Sunday, 7 July 2013

How newspapers can score with kids football

This magazine is my labour of love. Twenty years ago when I shipped up in East Sussex from the North of England I had two sons aged five and six. They were keen footballers, as was I, but the local villages had no junior football club. So, along with another dad, I set one up. Beckley Rangers FC started in 1995. I was secretary from the beginning, until I stood down last year. I coached one of my son's teams through to under 18s and then started again with my youngest. Each year since 1997 I have produced a magazine for the club. This year it is 16 pages and there are 140 copies, one for each player and coach. It contains a pen-portait and picture of every player and full stats. Today, at our end of season awards, each boy or girl will be presented with an engraved trophy and the magazine. It has always struck me that this is what community publishing is really about. Junior sport has the potential to be a huge opportunity for local newspapers.
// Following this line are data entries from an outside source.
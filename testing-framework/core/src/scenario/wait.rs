use std::time::Duration;

use thiserror::Error;
use tokio::time::{sleep, timeout};
use tracing::debug;

use crate::chain::{ChainError, NetworkHandle};

#[derive(Debug, Error)]
pub enum WaitError {
    #[error("{chain_id} did not reach height {target} within {timeout:?} (last seen {last_height:?})")]
    Timeout {
        chain_id: String,
        target: u64,
        last_height: Option<u64>,
        timeout: Duration,
    },
    #[error("failed to read height of {chain_id}: {source}")]
    Query {
        chain_id: String,
        #[source]
        source: ChainError,
    },
}

/// Waits until `network` reports a non-zero height. Query errors count as
/// "not live yet" until the timeout.
pub async fn wait_until_live(
    network: &dyn NetworkHandle,
    timeout_duration: Duration,
    poll_interval: Duration,
) -> Result<u64, WaitError> {
    poll_height(network, 1, timeout_duration, poll_interval, true).await
}

/// Waits until `network` reaches `target`.
pub async fn wait_for_height(
    network: &dyn NetworkHandle,
    target: u64,
    timeout_duration: Duration,
    poll_interval: Duration,
) -> Result<u64, WaitError> {
    poll_height(network, target, timeout_duration, poll_interval, false).await
}

/// Waits for `blocks` more blocks past the current height.
pub async fn wait_for_blocks(
    network: &dyn NetworkHandle,
    blocks: u64,
    timeout_duration: Duration,
    poll_interval: Duration,
) -> Result<u64, WaitError> {
    let current = network
        .height()
        .await
        .map_err(|source| WaitError::Query {
            chain_id: network.chain_id().to_owned(),
            source,
        })?;
    wait_for_height(network, current + blocks, timeout_duration, poll_interval).await
}

async fn poll_height(
    network: &dyn NetworkHandle,
    target: u64,
    timeout_duration: Duration,
    poll_interval: Duration,
    tolerate_errors: bool,
) -> Result<u64, WaitError> {
    let mut last_height = None;
    let probe = async {
        loop {
            match network.height().await {
                Ok(height) if height >= target => return Ok(height),
                Ok(height) => last_height = Some(height),
                Err(err) if tolerate_errors => {
                    debug!(chain_id = network.chain_id(), error = %err, "height not available yet");
                }
                Err(source) => {
                    return Err(WaitError::Query {
                        chain_id: network.chain_id().to_owned(),
                        source,
                    });
                }
            }
            sleep(poll_interval).await;
        }
    };

    let outcome = timeout(timeout_duration, probe).await;
    match outcome {
        Ok(result) => result,
        Err(_) => Err(WaitError::Timeout {
            chain_id: network.chain_id().to_owned(),
            target,
            last_height,
            timeout: timeout_duration,
        }),
    }
}
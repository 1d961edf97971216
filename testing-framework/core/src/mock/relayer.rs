use std::{
    collections::BTreeMap,
    sync::{
        Arc, Mutex, MutexGuard, PoisonError,
        atomic::{AtomicBool, AtomicU64, Ordering},
    },
};

use async_trait::async_trait;
use tokio::{task::JoinHandle, time::sleep};
use tracing::{debug, info, warn};

use super::{
    MockHub,
    network::{MockNetwork, ReceiveError},
};
use crate::{
    chain::{ChainError, NetworkHandle},
    ibc::{
        ChannelCounterparty, ChannelInfo, ChannelOptions, ChannelOrder, ConnectionCounterparty,
        ConnectionInfo,
    },
    relayer::{Relayer, RelayerError, RelayerKind},
};

/// Relay rounds a flush runs before giving up on reaching quiescence.
const MAX_FLUSH_ROUNDS: usize = 16;

#[derive(Clone, Debug)]
struct LinkedEnds {
    src_channel: String,
    dst_channel: String,
}

#[derive(Clone, Debug)]
struct PathState {
    src: String,
    dst: String,
    linked: Option<LinkedEnds>,
}

#[derive(Default)]
struct RelayerState {
    running: bool,
    chains: Vec<String>,
    paths: BTreeMap<String, PathState>,
    relaying: Option<JoinHandle<()>>,
}

struct Inner {
    hub: MockHub,
    state: Mutex<RelayerState>,
    fail_flush: AtomicBool,
    flushes: AtomicU64,
}

impl Inner {
    fn state(&self) -> MutexGuard<'_, RelayerState> {
        self.state.lock().unwrap_or_else(PoisonError::into_inner)
    }

    fn network(&self, chain_id: &str) -> Result<Arc<MockNetwork>, RelayerError> {
        let state = self.state();
        if !state.running {
            return Err(RelayerError::NotStarted);
        }
        if !state.chains.iter().any(|c| c == chain_id) {
            return Err(RelayerError::UnknownChain {
                chain_id: chain_id.to_owned(),
            });
        }
        drop(state);
        self.hub
            .get(chain_id)
            .ok_or_else(|| RelayerError::UnknownChain {
                chain_id: chain_id.to_owned(),
            })
    }

    fn path(&self, path: &str) -> Result<PathState, RelayerError> {
        self.state()
            .paths
            .get(path)
            .cloned()
            .ok_or_else(|| RelayerError::UnknownPath {
                path: path.to_owned(),
            })
    }

    /// Relays in both directions until a round moves nothing.
    fn flush_path(&self, path: &str) -> Result<usize, RelayerError> {
        let state = self.path(path)?;
        let Some(ends) = state.linked else {
            return Err(command_error(
                "tx flush",
                format!("path {path} has no channel yet"),
            ));
        };
        let src = self.network(&state.src)?;
        let dst = self.network(&state.dst)?;

        let mut total = 0;
        for _ in 0..MAX_FLUSH_ROUNDS {
            let moved = relay_packets(&src, &ends.src_channel, &dst)?
                + relay_packets(&dst, &ends.dst_channel, &src)?
                + relay_acks(&dst, &ends.dst_channel, &src)?
                + relay_acks(&src, &ends.src_channel, &dst)?;
            if moved == 0 {
                return Ok(total);
            }
            total += moved;
        }

        Err(command_error(
            "tx flush",
            format!("path {path} still busy after {MAX_FLUSH_ROUNDS} rounds"),
        ))
    }
}

fn command_error(command: &str, stderr: impl Into<String>) -> RelayerError {
    RelayerError::Command {
        command: command.to_owned(),
        stderr: stderr.into(),
    }
}

fn chain_error(err: ChainError) -> RelayerError {
    RelayerError::other(err)
}

/// Delivers every packet committed on `from`/`channel_id`, in sequence
/// order. Expired packets are timed out on `from` instead.
fn relay_packets(
    from: &MockNetwork,
    channel_id: &str,
    to: &MockNetwork,
) -> Result<usize, RelayerError> {
    let mut moved = 0;
    for packet in from.pending_packets(channel_id).map_err(chain_error)? {
        let progressed = match to.receive_packet(&packet).map_err(chain_error)? {
            Ok(received) => received,
            Err(ReceiveError::TimedOut) => {
                debug!(%packet, "relaying timeout");
                from.timeout_packet(&packet).map_err(chain_error)?
            }
        };
        moved += usize::from(progressed);
    }
    Ok(moved)
}

/// Relays acknowledgements written on `from` for packets that arrived on
/// `channel_id` back to their source on `to`.
fn relay_acks(
    from: &MockNetwork,
    channel_id: &str,
    to: &MockNetwork,
) -> Result<usize, RelayerError> {
    let mut moved = 0;
    for written in from.take_written_acks(channel_id).map_err(chain_error)? {
        if to.acknowledge_packet(written).map_err(chain_error)? {
            moved += 1;
        }
    }
    Ok(moved)
}

/// In-memory relayer linking and flushing paths between [`MockNetwork`]s of
/// the same [`MockHub`].
pub struct MockRelayer {
    inner: Arc<Inner>,
}

impl MockRelayer {
    #[must_use]
    pub fn new(hub: MockHub) -> Self {
        Self {
            inner: Arc::new(Inner {
                hub,
                state: Mutex::new(RelayerState::default()),
                fail_flush: AtomicBool::new(false),
                flushes: AtomicU64::new(0),
            }),
        }
    }

    /// Makes every later `flush` fail.
    pub fn fail_flush(&self, fail: bool) {
        self.inner.fail_flush.store(fail, Ordering::SeqCst);
    }

    #[must_use]
    pub fn is_running(&self) -> bool {
        self.inner.state().running
    }

    #[must_use]
    pub fn flush_count(&self) -> u64 {
        self.inner.flushes.load(Ordering::SeqCst)
    }
}

#[async_trait]
impl Relayer for MockRelayer {
    fn kind(&self) -> RelayerKind {
        RelayerKind::CosmosRly
    }

    async fn start(&self, networks: &[Arc<dyn NetworkHandle>]) -> Result<(), RelayerError> {
        let mut chains = Vec::with_capacity(networks.len());
        for network in networks {
            let chain_id = network.chain_id();
            if self.inner.hub.get(chain_id).is_none() {
                return Err(RelayerError::UnknownChain {
                    chain_id: chain_id.to_owned(),
                });
            }
            chains.push(chain_id.to_owned());
        }

        let mut state = self.inner.state();
        state.running = true;
        state.chains = chains;
        info!(chains = ?state.chains, "mock relayer started");
        Ok(())
    }

    async fn stop(&self) -> Result<(), RelayerError> {
        let mut state = self.inner.state();
        if let Some(handle) = state.relaying.take() {
            handle.abort();
        }
        if state.running {
            state.running = false;
            info!("mock relayer stopped");
        }
        Ok(())
    }

    async fn generate_path(
        &self,
        src_chain_id: &str,
        dst_chain_id: &str,
        path: &str,
    ) -> Result<(), RelayerError> {
        self.inner.network(src_chain_id)?;
        self.inner.network(dst_chain_id)?;

        let mut state = self.inner.state();
        if state.paths.contains_key(path) {
            return Err(command_error(
                "paths new",
                format!("path with name {path} already exists"),
            ));
        }
        state.paths.insert(
            path.to_owned(),
            PathState {
                src: src_chain_id.to_owned(),
                dst: dst_chain_id.to_owned(),
                linked: None,
            },
        );
        Ok(())
    }

    async fn link_path(&self, path: &str, channel: &ChannelOptions) -> Result<(), RelayerError> {
        let state = self.inner.path(path)?;
        if state.linked.is_some() {
            return Ok(());
        }
        let src = self.inner.network(&state.src)?;
        let dst = self.inner.network(&state.dst)?;

        let src_client = src.allocate_client().map_err(chain_error)?;
        let dst_client = dst.allocate_client().map_err(chain_error)?;
        let src_connection = src.next_connection_id().map_err(chain_error)?;
        let dst_connection = dst.next_connection_id().map_err(chain_error)?;

        src.add_connection(connection(
            &src_connection,
            &src_client,
            &dst_client,
            &dst_connection,
        ))
        .map_err(chain_error)?;
        dst.add_connection(connection(
            &dst_connection,
            &dst_client,
            &src_client,
            &src_connection,
        ))
        .map_err(chain_error)?;

        let src_channel = src.next_channel_id().map_err(chain_error)?;
        let dst_channel = dst.next_channel_id().map_err(chain_error)?;
        let ordering = match channel.order {
            ChannelOrder::Unordered => "ORDER_UNORDERED",
            ChannelOrder::Ordered => "ORDER_ORDERED",
        };

        src.add_channel(ChannelInfo {
            state: "STATE_OPEN".to_owned(),
            ordering: ordering.to_owned(),
            version: channel.version.clone(),
            port_id: channel.src_port.clone(),
            channel_id: src_channel.clone(),
            connection_hops: vec![src_connection],
            counterparty: ChannelCounterparty {
                port_id: channel.dst_port.clone(),
                channel_id: dst_channel.clone(),
            },
        })
        .map_err(chain_error)?;
        dst.add_channel(ChannelInfo {
            state: "STATE_OPEN".to_owned(),
            ordering: ordering.to_owned(),
            version: channel.version.clone(),
            port_id: channel.dst_port.clone(),
            channel_id: dst_channel.clone(),
            connection_hops: vec![dst_connection],
            counterparty: ChannelCounterparty {
                port_id: channel.src_port.clone(),
                channel_id: src_channel.clone(),
            },
        })
        .map_err(chain_error)?;

        info!(path, %src_channel, %dst_channel, "path linked");
        if let Some(path_state) = self.inner.state().paths.get_mut(path) {
            path_state.linked = Some(LinkedEnds {
                src_channel,
                dst_channel,
            });
        }
        Ok(())
    }

    async fn start_relaying(&self, paths: &[String]) -> Result<(), RelayerError> {
        for path in paths {
            self.inner.path(path)?;
        }

        let inner = Arc::clone(&self.inner);
        let paths = paths.to_vec();
        let interval = self.inner.hub.block_time() * 2;
        let handle = tokio::spawn(async move {
            loop {
                for path in &paths {
                    if let Err(err) = inner.flush_path(path) {
                        warn!(path, error = %err, "background relay failed");
                    }
                }
                sleep(interval).await;
            }
        });

        if let Some(previous) = self.inner.state().relaying.replace(handle) {
            previous.abort();
        }
        Ok(())
    }

    async fn channels(&self, chain_id: &str) -> Result<Vec<ChannelInfo>, RelayerError> {
        self.inner
            .network(chain_id)?
            .channel_list()
            .map_err(chain_error)
    }

    async fn connections(&self, chain_id: &str) -> Result<Vec<ConnectionInfo>, RelayerError> {
        self.inner
            .network(chain_id)?
            .connection_list()
            .map_err(chain_error)
    }

    async fn flush(&self, path: &str, channel_id: &str) -> Result<(), RelayerError> {
        if self.inner.fail_flush.load(Ordering::SeqCst) {
            return Err(command_error("tx flush", "injected flush failure"));
        }
        let state = self.inner.path(path)?;
        let on_path = state.linked.as_ref().is_some_and(|ends| {
            ends.src_channel == channel_id || ends.dst_channel == channel_id
        });
        if !on_path {
            return Err(command_error(
                "tx flush",
                format!("channel {channel_id} is not part of path {path}"),
            ));
        }

        let moved = self.inner.flush_path(path)?;
        self.inner.flushes.fetch_add(1, Ordering::SeqCst);
        debug!(path, channel = channel_id, moved, "flush drained");
        Ok(())
    }
}

impl Drop for MockRelayer {
    fn drop(&mut self) {
        if let Some(handle) = self.inner.state().relaying.take() {
            handle.abort();
        }
    }
}

fn connection(
    id: &str,
    client: &str,
    counterparty_client: &str,
    counterparty_id: &str,
) -> ConnectionInfo {
    ConnectionInfo {
        id: id.to_owned(),
        client_id: client.to_owned(),
        state: "STATE_OPEN".to_owned(),
        counterparty: ConnectionCounterparty {
            client_id: counterparty_client.to_owned(),
            connection_id: counterparty_id.to_owned(),
        },
    }
}
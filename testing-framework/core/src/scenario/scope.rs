use std::{any::Any, future::Future, panic::AssertUnwindSafe, sync::Arc, time::Duration};

use futures::FutureExt as _;
use thiserror::Error;
use tokio::time::timeout;
use tracing::{error, info};

use super::{
    DynError,
    sequencer::{BuildError, BuildOptions, Environment, build},
};
use crate::topology::TopologyGraph;

#[derive(Debug, Error)]
pub enum ScopeError {
    #[error(transparent)]
    Build(#[from] BuildError),
    #[error("scenario failed: {0}")]
    Scenario(#[source] DynError),
    #[error("scenario exceeded its {0:?} deadline")]
    DeadlineExceeded(Duration),
    #[error("scenario panicked: {0}")]
    Panicked(String),
}

/// Builds `graph`, runs `scenario` against it under `deadline`, and tears the
/// environment down on every exit path, panics included.
pub async fn run_scoped<F, Fut, T>(
    graph: TopologyGraph,
    options: &BuildOptions,
    deadline: Duration,
    scenario: F,
) -> Result<T, ScopeError>
where
    F: FnOnce(Arc<Environment>) -> Fut,
    Fut: Future<Output = Result<T, DynError>>,
{
    let env = Arc::new(build(graph, options).await?);

    let outcome = timeout(
        deadline,
        AssertUnwindSafe(scenario(Arc::clone(&env))).catch_unwind(),
    )
    .await;

    env.teardown().await;
    info!(test = %options.test_name, "environment torn down");

    match outcome {
        Ok(Ok(Ok(value))) => Ok(value),
        Ok(Ok(Err(source))) => Err(ScopeError::Scenario(source)),
        Ok(Err(panic)) => {
            let message = panic_message(panic);
            error!(test = %options.test_name, %message, "scenario panicked");
            Err(ScopeError::Panicked(message))
        }
        Err(_) => Err(ScopeError::DeadlineExceeded(deadline)),
    }
}

/// Attempts to turn a panic payload into a readable string for diagnostics.
fn panic_message(panic: Box<dyn Any + Send>) -> String {
    panic.downcast::<String>().map_or_else(
        |panic| {
            panic.downcast::<&'static str>().map_or_else(
                |_| "unknown panic".to_owned(),
                |message| (*message).to_owned(),
            )
        },
        |message| *message,
    )
}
Our club serves just four villages and has around 100 young players. Multiply that by all the villages in the area and there is a large, captive audience ... youngsters who relish seeing their names, pictures and achievements in print. They can get the results and write-ups online through the league websites - but they want something more tangible to keep and to send to granny. So why haven't local newspapers fully got to grips with this? The clubs are run by enthusiasts who are more than happy to supply write-ups, pictures and stats ... they just needed to be told. A few newspapers do it well, more pay lip service and others don't bother at all. When I go to summer tournaments, where there are hundreds and hundreds of youngsters with their families, I have yet to see a reporter, photographer or even a newspaper bill. This, surely, is the essence of local coverage ... and far more compelling than some of the content I see in many a newspaper.